WHAT IS NEEDED
Look for the word "coordinate" in the entries and copy every line where it shows up.

Dataset items:
::::::::::

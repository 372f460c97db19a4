//! Guide snapping for drag and resize gestures.
//!
//! Candidate guides come from two independently toggleable sets: structural
//! borders (canvas edges and every frame boundary) and other placed images'
//! *visible* rect edges and centers. Position snapping corrects at most one
//! x and one y value per step; resize snapping adjusts the single free
//! scale factor so the moving visible edge lands on a guide, with
//! per-gesture hysteresis so two near-tied guides never make the edge
//! flicker between them.

#[cfg(test)]
#[path = "snap_test.rs"]
mod snap_test;

use crate::consts::{MIN_IMAGE_SIZE, SNAP_THRESHOLD};
use crate::geom::{Point, Rect};
use crate::model::{Crop, Panorama, PlacedImageId};
use crate::session::Corner;

/// Which axis a snap line runs perpendicular to.
#[derive(Debug, Clone, Copy, PartialEq, Eq)]
pub enum SnapAxis {
    X,
    Y,
}

/// A guide line that fired, reported for visual feedback.
#[derive(Debug, Clone, Copy, PartialEq)]
pub struct SnapLine {
    pub axis: SnapAxis,
    /// Canvas-space coordinate of the guide.
    pub position: f64,
}

/// Which guide sets participate in snapping.
#[derive(Debug, Clone, Copy)]
pub struct SnapConfig {
    /// Canvas edges and frame boundaries.
    pub borders: bool,
    /// Other images' visible-rect edges and centers.
    pub images: bool,
}

impl Default for SnapConfig {
    fn default() -> Self {
        Self { borders: true, images: true }
    }
}

impl SnapConfig {
    #[must_use]
    pub fn enabled(&self) -> bool {
        self.borders || self.images
    }
}

/// The winning (point, target) pair of a snap search.
#[derive(Debug, Clone, Copy, PartialEq)]
pub struct SnapHit {
    /// Signed correction to add to the snapped point.
    pub delta: f64,
    /// The guide coordinate the point lands on.
    pub at: f64,
}

/// Smallest-|delta| pair of `points` × `targets` under the snap threshold.
///
/// Ties resolve to the first-encountered pair; returns `None` when nothing
/// is within threshold.
#[must_use]
pub fn find_best_snap(points: &[f64], targets: &[f64]) -> Option<SnapHit> {
    let mut best: Option<(SnapHit, f64)> = None;
    for &p in points {
        for &t in targets {
            let delta = t - p;
            let abs = delta.abs();
            if abs < SNAP_THRESHOLD && best.is_none_or(|(_, b)| abs < b) {
                best = Some((SnapHit { delta, at: t }, abs));
            }
        }
    }
    best.map(|(hit, _)| hit)
}

/// X guide values for the configured target sets, excluding one image.
#[must_use]
pub fn x_targets(panorama: &Panorama, exclude: &PlacedImageId, config: SnapConfig) -> Vec<f64> {
    let mut targets = Vec::new();
    if config.borders {
        push_unique(&mut targets, 0.0);
        push_unique(&mut targets, panorama.total_width);
        for frame in &panorama.frames {
            push_unique(&mut targets, frame.x_offset);
            push_unique(&mut targets, frame.right());
        }
    }
    if config.images {
        for img in panorama.placed_images.iter().filter(|img| img.id != *exclude) {
            let vr = img.visible_rect();
            targets.push(vr.x);
            targets.push(vr.right());
            targets.push(vr.center().x);
        }
    }
    targets
}

/// Y guide values for the configured target sets, excluding one image.
#[must_use]
pub fn y_targets(panorama: &Panorama, exclude: &PlacedImageId, config: SnapConfig) -> Vec<f64> {
    let mut targets = Vec::new();
    if config.borders {
        push_unique(&mut targets, 0.0);
        push_unique(&mut targets, panorama.max_height);
    }
    if config.images {
        for img in panorama.placed_images.iter().filter(|img| img.id != *exclude) {
            let vr = img.visible_rect();
            targets.push(vr.y);
            targets.push(vr.bottom());
            targets.push(vr.center().y);
        }
    }
    targets
}

fn push_unique(targets: &mut Vec<f64>, value: f64) {
    if !targets.contains(&value) {
        targets.push(value);
    }
}

/// Correction produced by [`snap_position`].
#[derive(Debug, Clone, Default)]
pub struct SnapAdjust {
    pub dx: f64,
    pub dy: f64,
    pub lines: Vec<SnapLine>,
}

/// Snap a prospective visible rect during a drag.
///
/// Tests the rect's left/right/h-center against x guides and its
/// top/bottom/v-center against y guides; applies at most one correction per
/// axis (the axes are independent).
#[must_use]
pub fn snap_position(
    visible: Rect,
    panorama: &Panorama,
    exclude: &PlacedImageId,
    config: SnapConfig,
) -> SnapAdjust {
    let mut adjust = SnapAdjust::default();
    if !config.enabled() {
        return adjust;
    }

    let tx = x_targets(panorama, exclude, config);
    let xs = [visible.x, visible.right(), visible.center().x];
    if let Some(hit) = find_best_snap(&xs, &tx) {
        adjust.dx = hit.delta;
        adjust.lines.push(SnapLine { axis: SnapAxis::X, position: hit.at });
    }

    let ty = y_targets(panorama, exclude, config);
    let ys = [visible.y, visible.bottom(), visible.center().y];
    if let Some(hit) = find_best_snap(&ys, &ty) {
        adjust.dy = hit.delta;
        adjust.lines.push(SnapLine { axis: SnapAxis::Y, position: hit.at });
    }

    adjust
}

/// Per-gesture hysteresis state for resize snapping, one lock per axis.
///
/// While an axis is locked to a guide, other candidates on that axis are
/// ignored until the moving edge exits the guide's threshold band. Must be
/// reset at resize-gesture start and end.
#[derive(Debug, Clone, Copy, Default)]
pub struct SnapMemory {
    locked_x: Option<f64>,
    locked_y: Option<f64>,
}

impl SnapMemory {
    #[must_use]
    pub fn new() -> Self {
        Self::default()
    }

    /// Release both axis locks.
    pub fn reset(&mut self) {
        self.locked_x = None;
        self.locked_y = None;
    }

    /// The guide the x axis is currently locked to, if any.
    #[must_use]
    pub fn locked_x(&self) -> Option<f64> {
        self.locked_x
    }

    /// The guide the y axis is currently locked to, if any.
    #[must_use]
    pub fn locked_y(&self) -> Option<f64> {
        self.locked_y
    }
}

/// Geometry of an in-progress aspect-locked resize, for [`snap_resize`].
#[derive(Debug, Clone, Copy)]
pub struct ResizeSnapParams {
    /// The non-moving corner of the full box.
    pub fixed: Point,
    /// The corner being dragged.
    pub corner: Corner,
    /// Full-box size at gesture start.
    pub orig_w: f64,
    pub orig_h: f64,
    /// Crop fractions at gesture start (zero when the image has no crop).
    pub crop: Crop,
    /// Unsnapped scale proposed by the pointer.
    pub scale: f64,
}

/// Snap the free scale factor of an aspect-locked resize.
///
/// Per axis, finds the guide nearest the moving visible edge and computes
/// the scale that would align the edge to it, rejecting scales that shrink
/// either full-box dimension below the minimum floor. When both axes yield
/// a candidate, the one closer to the unsnapped scale wins; ties favor x.
/// Aspect ratio is never broken to satisfy two guides at once.
#[must_use]
pub fn snap_resize(
    params: ResizeSnapParams,
    panorama: &Panorama,
    exclude: &PlacedImageId,
    config: SnapConfig,
    memory: &mut SnapMemory,
) -> (f64, Option<SnapLine>) {
    if !config.enabled() {
        return (params.scale, None);
    }

    let tx = x_targets(panorama, exclude, config);
    let candidate_x = snap_axis_scale(&params, AxisGeometry::x(&params), &tx, &mut memory.locked_x);

    let ty = y_targets(panorama, exclude, config);
    let candidate_y = snap_axis_scale(&params, AxisGeometry::y(&params), &ty, &mut memory.locked_y);

    match (candidate_x, candidate_y) {
        (Some((sx, gx)), Some((sy, gy))) => {
            // Ties favor x; arbitrary but deterministic.
            if (sy - params.scale).abs() < (sx - params.scale).abs() {
                (sy, Some(SnapLine { axis: SnapAxis::Y, position: gy }))
            } else {
                (sx, Some(SnapLine { axis: SnapAxis::X, position: gx }))
            }
        }
        (Some((sx, gx)), None) => (sx, Some(SnapLine { axis: SnapAxis::X, position: gx })),
        (None, Some((sy, gy))) => (sy, Some(SnapLine { axis: SnapAxis::Y, position: gy })),
        (None, None) => (params.scale, None),
    }
}

/// How one axis's moving visible edge relates to the scale factor:
/// `edge(s) = anchor + sign · s · span`.
struct AxisGeometry {
    anchor: f64,
    sign: f64,
    span: f64,
}

impl AxisGeometry {
    fn x(params: &ResizeSnapParams) -> Self {
        let moving_left = params.corner.moves_left();
        let inset = if moving_left { params.crop.left } else { params.crop.right };
        Self {
            anchor: params.fixed.x,
            sign: if moving_left { -1.0 } else { 1.0 },
            span: params.orig_w * (1.0 - inset),
        }
    }

    fn y(params: &ResizeSnapParams) -> Self {
        let moving_top = params.corner.moves_top();
        let inset = if moving_top { params.crop.top } else { params.crop.bottom };
        Self {
            anchor: params.fixed.y,
            sign: if moving_top { -1.0 } else { 1.0 },
            span: params.orig_h * (1.0 - inset),
        }
    }

    fn edge_at(&self, scale: f64) -> f64 {
        self.anchor + self.sign * scale * self.span
    }

    /// Scale that puts the moving edge exactly on `target`.
    fn scale_for(&self, target: f64) -> f64 {
        (target - self.anchor) / (self.sign * self.span)
    }
}

/// One axis of resize snapping: returns `(snapped scale, guide)` or `None`.
fn snap_axis_scale(
    params: &ResizeSnapParams,
    geometry: AxisGeometry,
    targets: &[f64],
    lock: &mut Option<f64>,
) -> Option<(f64, f64)> {
    if geometry.span <= 0.0 {
        return None;
    }
    let edge = geometry.edge_at(params.scale);

    // A held lock wins over every other guide while the edge stays in band.
    if let Some(guide) = *lock {
        if (edge - guide).abs() < SNAP_THRESHOLD {
            return accept_scale(params, &geometry, guide).map(|s| (s, guide));
        }
        *lock = None;
    }

    let mut best: Option<(f64, f64, f64)> = None;
    for &t in targets {
        let dist = (edge - t).abs();
        if dist >= SNAP_THRESHOLD {
            continue;
        }
        let Some(s) = accept_scale(params, &geometry, t) else {
            continue;
        };
        if best.is_none_or(|(_, _, d)| dist < d) {
            best = Some((s, t, dist));
        }
    }
    best.map(|(s, t, _)| {
        *lock = Some(t);
        (s, t)
    })
}

/// Validate the scale implied by a guide: positive and above the size floor.
fn accept_scale(params: &ResizeSnapParams, geometry: &AxisGeometry, target: f64) -> Option<f64> {
    let s = geometry.scale_for(target);
    if s <= 0.0 || s * params.orig_w < MIN_IMAGE_SIZE || s * params.orig_h < MIN_IMAGE_SIZE {
        return None;
    }
    Some(s)
}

::::::::::

ANSWER TO THIS TASK
    /// Canvas-space coordinate of the guide.
    /// The guide coordinate the point lands on.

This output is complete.